Sie etwa Ihre Untermieter jetzt sabrieren? Oder eher, wenn spezieller Blutspendebesuch kommt, die Untermieter neonisieren?

NeonWilderness - 2014.02.04, 12:56

Frau Araxe mag alle Wörter, die mit -ieren enden; insbesondere wenn sie mit filet- oder lobotom- beginnen. Ich sag ja immer, die Frau gehört in Sicherheitsverwahrung, aber es muss ja immer erst was passieren. *g
pathologe - 2014.02.04, 13:14

Aber

ich darf hoffentlich "sez-" behalten. Auch, wenn nichts "pass-" tut.

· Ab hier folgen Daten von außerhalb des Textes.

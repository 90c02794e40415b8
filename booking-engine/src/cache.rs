//! Results cache with a time-boxed validity window
//!
//! A successful online search writes one [`CacheEnvelope`] holding the week
//! anchor, the visible doctor ordering and the generated slots. Readers treat
//! the payload as absent once it is older than [`RESULTS_CACHE_TTL_MS`];
//! there is no partial or stale read past expiry. Envelopes are never mutated
//! in place — every write replaces the previous one wholesale.

use crate::clock::Clock;
use crate::models::AppointmentSlot;
use chrono::{DateTime, NaiveDate, Utc};
use serde::de::DeserializeOwned;
use serde::{Deserialize, Serialize};
use std::collections::HashMap;
use std::sync::Arc;
use storage_kv::{keys, KeyValueStore, StoreExt};
use uuid::Uuid;

/// Maximum age after which a cached payload must be treated as absent.
pub const RESULTS_CACHE_TTL_MS: i64 = 300_000;

/// Wraps a payload with its creation instant (epoch milliseconds).
#[derive(Debug, Clone, Serialize, Deserialize)]
pub struct CacheEnvelope<T> {
    pub created_at_ms: i64,
    pub payload: T,
}

impl<T> CacheEnvelope<T> {
    pub fn new(payload: T, now: DateTime<Utc>) -> Self {
        Self {
            created_at_ms: now.timestamp_millis(),
            payload,
        }
    }

    /// The payload is readable iff `now - created_at <= TTL`.
    pub fn is_fresh(&self, now: DateTime<Utc>) -> bool {
        now.timestamp_millis() - self.created_at_ms <= RESULTS_CACHE_TTL_MS
    }

    /// Consume the envelope, yielding the payload only while fresh.
    pub fn into_fresh(self, now: DateTime<Utc>) -> Option<T> {
        if self.is_fresh(now) {
            Some(self.payload)
        } else {
            None
        }
    }
}

/// What a search run leaves behind: the ordering that was visible and the
/// slot data for that week. Doctor records themselves are not duplicated —
/// only their identifiers — so mutable reference data has a single home.
#[derive(Debug, Clone, Serialize, Deserialize)]
pub struct ResultsCachePayload {
    pub week_start: NaiveDate,
    pub visible_doctors: Vec<Uuid>,
    pub slots_by_doctor: HashMap<Uuid, Vec<AppointmentSlot>>,
}

pub struct ResultsCache {
    store: Arc<dyn KeyValueStore>,
    clock: Arc<dyn Clock>,
}

impl ResultsCache {
    pub fn new(store: Arc<dyn KeyValueStore>, clock: Arc<dyn Clock>) -> Self {
        Self { store, clock }
    }

    /// Replace the cached envelope, stamped with the current instant.
    pub fn write(&self, payload: ResultsCachePayload) -> storage_kv::StorageResult<()> {
        let envelope = CacheEnvelope::new(payload, self.clock.now());
        self.store.set_json(keys::RESULTS_CACHE, &envelope)?;
        tracing::debug!(created_at_ms = envelope.created_at_ms, "Results cache written");
        Ok(())
    }

    /// The cached payload, or `None` when no entry exists, the entry has
    /// expired, or the stored value is unreadable. Callers treat all three
    /// identically: re-fetch or show a no-cached-data state.
    pub fn read(&self) -> Option<ResultsCachePayload> {
        self.read_envelope::<ResultsCachePayload>()?
            .into_fresh(self.clock.now())
    }

    /// Cached slots for one doctor, only when the cached week anchor exactly
    /// matches the requested week.
    pub fn read_slots_for(
        &self,
        doctor_id: Uuid,
        week_start: NaiveDate,
    ) -> Option<Vec<AppointmentSlot>> {
        let payload = self.read()?;
        if payload.week_start != week_start {
            return None;
        }
        payload.slots_by_doctor.get(&doctor_id).cloned()
    }

    pub fn clear(&self) -> storage_kv::StorageResult<()> {
        self.store.remove(keys::RESULTS_CACHE)
    }

    fn read_envelope<T: DeserializeOwned>(&self) -> Option<CacheEnvelope<T>> {
        match self.store.get_json(keys::RESULTS_CACHE) {
            Ok(envelope) => envelope,
            Err(err) => {
                tracing::warn!(error = %err, "Results cache unreadable, treating as absent");
                None
            }
        }
    }
}

#[cfg(test)]
mod tests {
    use super::*;
    use crate::clock::ManualClock;
    use chrono::Duration;
    use storage_kv::MemoryStore;

    fn payload(week_start: NaiveDate) -> ResultsCachePayload {
        ResultsCachePayload {
            week_start,
            visible_doctors: vec![Uuid::new_v4()],
            slots_by_doctor: HashMap::new(),
        }
    }

    fn setup() -> (Arc<ManualClock>, ResultsCache) {
        let start = DateTime::from_timestamp(1_700_000_000, 0).unwrap();
        let clock = Arc::new(ManualClock::new(start));
        let cache = ResultsCache::new(
            Arc::new(MemoryStore::new()),
            clock.clone() as Arc<dyn Clock>,
        );
        (clock, cache)
    }

    #[test]
    fn payload_is_readable_up_to_the_ttl_boundary() {
        let (clock, cache) = setup();
        let week = NaiveDate::from_ymd_opt(2024, 3, 4).unwrap();
        cache.write(payload(week)).unwrap();

        clock.advance(Duration::milliseconds(RESULTS_CACHE_TTL_MS));
        assert!(cache.read().is_some(), "payload at exactly TTL is still fresh");

        clock.advance(Duration::milliseconds(1));
        assert!(cache.read().is_none(), "payload past TTL reads as absent");
    }

    #[test]
    fn missing_entry_reads_as_none() {
        let (_clock, cache) = setup();
        assert!(cache.read().is_none());
    }

    #[test]
    fn slot_read_requires_exact_week_match() {
        let (_clock, cache) = setup();
        let week = NaiveDate::from_ymd_opt(2024, 3, 4).unwrap();
        let doctor = Uuid::new_v4();

        let mut cached = payload(week);
        cached.slots_by_doctor.insert(doctor, vec![]);
        cache.write(cached).unwrap();

        assert!(cache.read_slots_for(doctor, week).is_some());

        let next_week = NaiveDate::from_ymd_opt(2024, 3, 11).unwrap();
        assert!(cache.read_slots_for(doctor, next_week).is_none());
    }

    #[test]
    fn write_replaces_wholesale() {
        let (_clock, cache) = setup();
        let week_a = NaiveDate::from_ymd_opt(2024, 3, 4).unwrap();
        let week_b = NaiveDate::from_ymd_opt(2024, 3, 11).unwrap();

        cache.write(payload(week_a)).unwrap();
        cache.write(payload(week_b)).unwrap();

        assert_eq!(cache.read().unwrap().week_start, week_b);
    }
}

Waren Sie noch nie bei Frau Araxe zum "din-"?
NeonWilderness - 2014.02.04, 13:32

Soweit ich das überblicke, hat noch kein Mann ein Besuch im Gruselkabinett überlebt. Demnach gilt die einfache kausale Kette: ich poste, also bin ich. Sollte ich jemals den Leichtsinn verspüren (bitte halten Sie mich davon ab), in den engeren Gefahrenbereich von Frau Araxe einzutauchen, werde ich vor dem Ende auf jeden Fall noch ausschweifend mit ihr dinieren.
C. Araxe - 2014.02.04, 21:48

Also … es hat sich inzwischen ausveruntermietet. Sabrierungen und Blutspenden organisiere ich jetzt anders.
Shhhhh - 2014.02.04, 09:41

Ich habe das wieder gelöscht, mir waren da so einige Spieler unheimlich und ich begann mich in einen von ihnen zu verwandeln.

NeonWilderness - 2014.02.04, 12:57

Hab gestern gelernt, dass das Spiel (nur) 25.000 Fragen durchschüttelt. Ist also eine reine Fleißfrage, bis man seine falschen Antworten durch Wiederholung eliminiert hat. Jedoch, wer hat den Ehrgeiz, seine neuronalen Zellen mit soviel unnützem, unstrukturiertem Punktwissen zu befüllen? Ich teile da Ihren Ansatz, Herr Shhhhh.
C. Araxe - 2014.02.04, 21:50

Da ham’Se aber was falsches gelernt. Allein das kleine Monster fügt täglich 25.000 neue Fragen hinzu.
Und wie schon geschrieben ist das alles andere als unnütz. Man lernt für’s Leben (siehe Beitrag).